= YOUR GOAL =
Word for word, restate all of the entries.

= SUPPLIED ENTRIES =
[Start of section]

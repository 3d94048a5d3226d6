//! Interactive fuzzy front end.
//!
//! On a real terminal this runs a raw-mode line editor where Tab cycles
//! through completion suggestions drawn from the session's pre-indexed
//! paths. When stdin is not a terminal (pipes, scripts, tests) it falls
//! back to a plain line reader with the same query semantics.

use std::io::{self, BufRead, Write};

use anyhow::Result;
use colored::Colorize;
use crossterm::{
    cursor,
    event::{self, Event, KeyCode, KeyEventKind, KeyModifiers},
    execute,
    terminal::{disable_raw_mode, enable_raw_mode, Clear, ClearType},
    tty::IsTty,
};
use rufind::InteractiveSession;

use crate::output::render_preview;

const PROMPT: &str = "rufind> ";

pub fn run(session: &InteractiveSession, use_color: bool) -> Result<()> {
    let banner = "Entering interactive fuzzy mode (Ctrl-C to exit)...";
    if use_color {
        println!("{}", banner.cyan());
    } else {
        println!("{}", banner);
    }

    if io::stdin().is_tty() {
        raw_loop(session, use_color)
    } else {
        plain_loop(session, use_color)
    }
}

fn plain_loop(session: &InteractiveSession, use_color: bool) -> Result<()> {
    let stdin = io::stdin();
    let mut lines = stdin.lock().lines();
    loop {
        print!("{}", PROMPT);
        io::stdout().flush()?;
        let Some(line) = lines.next() else { break };
        let line = line?;
        let query = line.trim();
        if query.is_empty() {
            continue;
        }
        run_query(session, query, use_color);
    }
    Ok(())
}

fn raw_loop(session: &InteractiveSession, use_color: bool) -> Result<()> {
    loop {
        let Some(query) = read_query(session)? else {
            break;
        };
        let query = query.trim().to_string();
        if query.is_empty() {
            continue;
        }
        run_query(session, &query, use_color);
    }
    Ok(())
}

/// Previews up to the session's limit of records for one query
fn run_query(session: &InteractiveSession, query: &str, use_color: bool) {
    match session.run_query(query) {
        Ok(records) if records.is_empty() => {
            let message = "No matches found.";
            if use_color {
                println!("{}", message.red());
            } else {
                println!("{}", message);
            }
        }
        Ok(records) => {
            for record in &records {
                println!("{}", render_preview(record, use_color));
            }
        }
        // A bad query pattern is reported, not fatal to the session
        Err(err) => eprintln!("{}", err),
    }
    println!();
}

/// Reads one query line in raw mode. Returns `None` when the user quits
/// with Ctrl-C or Esc.
fn read_query(session: &InteractiveSession) -> Result<Option<String>> {
    enable_raw_mode()?;
    let result = edit_line(session);
    disable_raw_mode()?;
    println!();
    result
}

fn edit_line(session: &InteractiveSession) -> Result<Option<String>> {
    let mut stdout = io::stdout();
    let mut buffer = String::new();
    // While Tab-cycling, remember the text typed before completion started
    // and the index of the suggestion currently shown
    let mut completion: Option<(String, usize)> = None;

    redraw(&mut stdout, &buffer)?;
    loop {
        let Event::Key(key) = event::read()? else {
            continue;
        };
        if key.kind != KeyEventKind::Press {
            continue;
        }
        match key.code {
            KeyCode::Char('c') if key.modifiers.contains(KeyModifiers::CONTROL) => {
                return Ok(None);
            }
            KeyCode::Esc => return Ok(None),
            KeyCode::Enter => return Ok(Some(buffer)),
            KeyCode::Backspace => {
                buffer.pop();
                completion = None;
            }
            KeyCode::Tab => {
                let (seed, next) = match completion.take() {
                    Some((seed, index)) => (seed, index + 1),
                    None => (buffer.clone(), 0),
                };
                let suggestions = session.suggestions(&seed);
                if !suggestions.is_empty() {
                    let index = next % suggestions.len();
                    buffer = suggestions[index].to_string();
                    completion = Some((seed, index));
                }
            }
            KeyCode::Char(ch) => {
                buffer.push(ch);
                completion = None;
            }
            _ => {}
        }
        redraw(&mut stdout, &buffer)?;
    }
}

fn redraw(stdout: &mut io::Stdout, buffer: &str) -> Result<()> {
    execute!(stdout, cursor::MoveToColumn(0), Clear(ClearType::CurrentLine))?;
    print!("{}{}", PROMPT, buffer);
    stdout.flush()?;
    Ok(())
}
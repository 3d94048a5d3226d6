pub mod engine;
pub mod session;

pub use engine::{MatchStream, SearchEngine};
pub use session::InteractiveSession;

[End of section]

= ANSWER SECTION =
repository 3d94048a5d3226d6
//! Interactive fuzzy front end.
//!
//! On a real terminal this runs a raw-mode line editor where Tab cycles
//! through completion suggestions drawn from the session's pre-indexed
//! paths. When stdin is not a terminal (pipes, scripts, tests) it falls
//! back to a plain line reader with the same query semantics.

use std::io::{self, BufRead, Write};

use anyhow::Result;
use colored::Colorize;
use crossterm::{
    cursor,
    event::{self, Event, KeyCode, KeyEventKind, KeyModifiers},
    execute,
    terminal::{disable_raw_mode, enable_raw_mode, Clear, ClearType},
    tty::IsTty,
};
use rufind::InteractiveSession;

use crate::output::render_preview;

const PROMPT: &str = "rufind> ";

pub fn run(session: &InteractiveSession, use_color: bool) -> Result<()> {
    let banner = "Entering interactive fuzzy mode (Ctrl-C to exit)...";
    if use_color {
        println!("{}", banner.cyan());
    } else {
        println!("{}", banner);
    }

    if io::stdin().is_tty() {
        raw_loop(session, use_color)
    } else {
        plain_loop(session, use_color)
    }
}

fn plain_loop(session: &InteractiveSession, use_color: bool) -> Result<()> {
    let stdin = io::stdin();
    let mut lines = stdin.lock().lines();
    loop {
        print!("{}", PROMPT);
        io::stdout().flush()?;
        let Some(line) = lines.next() else { break };
        let line = line?;
        let query = line.trim();
        if query.is_empty() {
            continue;
        }
        run_query(session, query, use_color);
    }
    Ok(())
}

fn raw_loop(session: &InteractiveSession, use_color: bool) -> Result<()> {
    loop {
        let Some(query) = read_query(session)? else {
            break;
        };
        let query = query.trim().to_string();
        if query.is_empty() {
            continue;
        }
        run_query(session, &query, use_color);
    }
    Ok(())
}

/// Previews up to the session's limit of records for one query
fn run_query(session: &InteractiveSession, query: &str, use_color: bool) {
    match session.run_query(query) {
        Ok(records) if records.is_empty() => {
            let message = "No matches found.";
            if use_color {
                println!("{}", message.red());
            } else {
                println!("{}", message);
            }
        }
        Ok(records) => {
            for record in &records {
                println!("{}", render_preview(record, use_color));
            }
        }
        // A bad query pattern is reported, not fatal to the session
        Err(err) => eprintln!("{}", err),
    }
    println!();
}

/// Reads one query line in raw mode. Returns `None` when the user quits
/// with Ctrl-C or Esc.
fn read_query(session: &InteractiveSession) -> Result<Option<String>> {
    enable_raw_mode()?;
    let result = edit_line(session);
    disable_raw_mode()?;
    println!();
    result
}

fn edit_line(session: &InteractiveSession) -> Result<Option<String>> {
    let mut stdout = io::stdout();
    let mut buffer = String::new();
    // While Tab-cycling, remember the text typed before completion started
    // and the index of the suggestion currently shown
    let mut completion: Option<(String, usize)> = None;

    redraw(&mut stdout, &buffer)?;
    loop {
        let Event::Key(key) = event::read()? else {
            continue;
        };
        if key.kind != KeyEventKind::Press {
            continue;
        }
        match key.code {
            KeyCode::Char('c') if key.modifiers.contains(KeyModifiers::CONTROL) => {
                return Ok(None);
            }
            KeyCode::Esc => return Ok(None),
            KeyCode::Enter => return Ok(Some(buffer)),
            KeyCode::Backspace => {
                buffer.pop();
                completion = None;
            }
            KeyCode::Tab => {
                let (seed, next) = match completion.take() {
                    Some((seed, index)) => (seed, index + 1),
                    None => (buffer.clone(), 0),
                };
                let suggestions = session.suggestions(&seed);
                if !suggestions.is_empty() {
                    let index = next % suggestions.len();
                    buffer = suggestions[index].to_string();
                    completion = Some((seed, index));
                }
            }
            KeyCode::Char(ch) => {
                buffer.push(ch);
                completion = None;
            }
            _ => {}
        }
        redraw(&mut stdout, &buffer)?;
    }
}

fn redraw(stdout: &mut io::Stdout, buffer: &str) -> Result<()> {
    execute!(stdout, cursor::MoveToColumn(0), Clear(ClearType::CurrentLine))?;
    print!("{}{}", PROMPT, buffer);
    stdout.flush()?;
    Ok(())
}
repository 3d94048a5d3226d6
pub mod engine;
pub mod session;

pub use engine::{MatchStream, SearchEngine};
pub use session::InteractiveSession;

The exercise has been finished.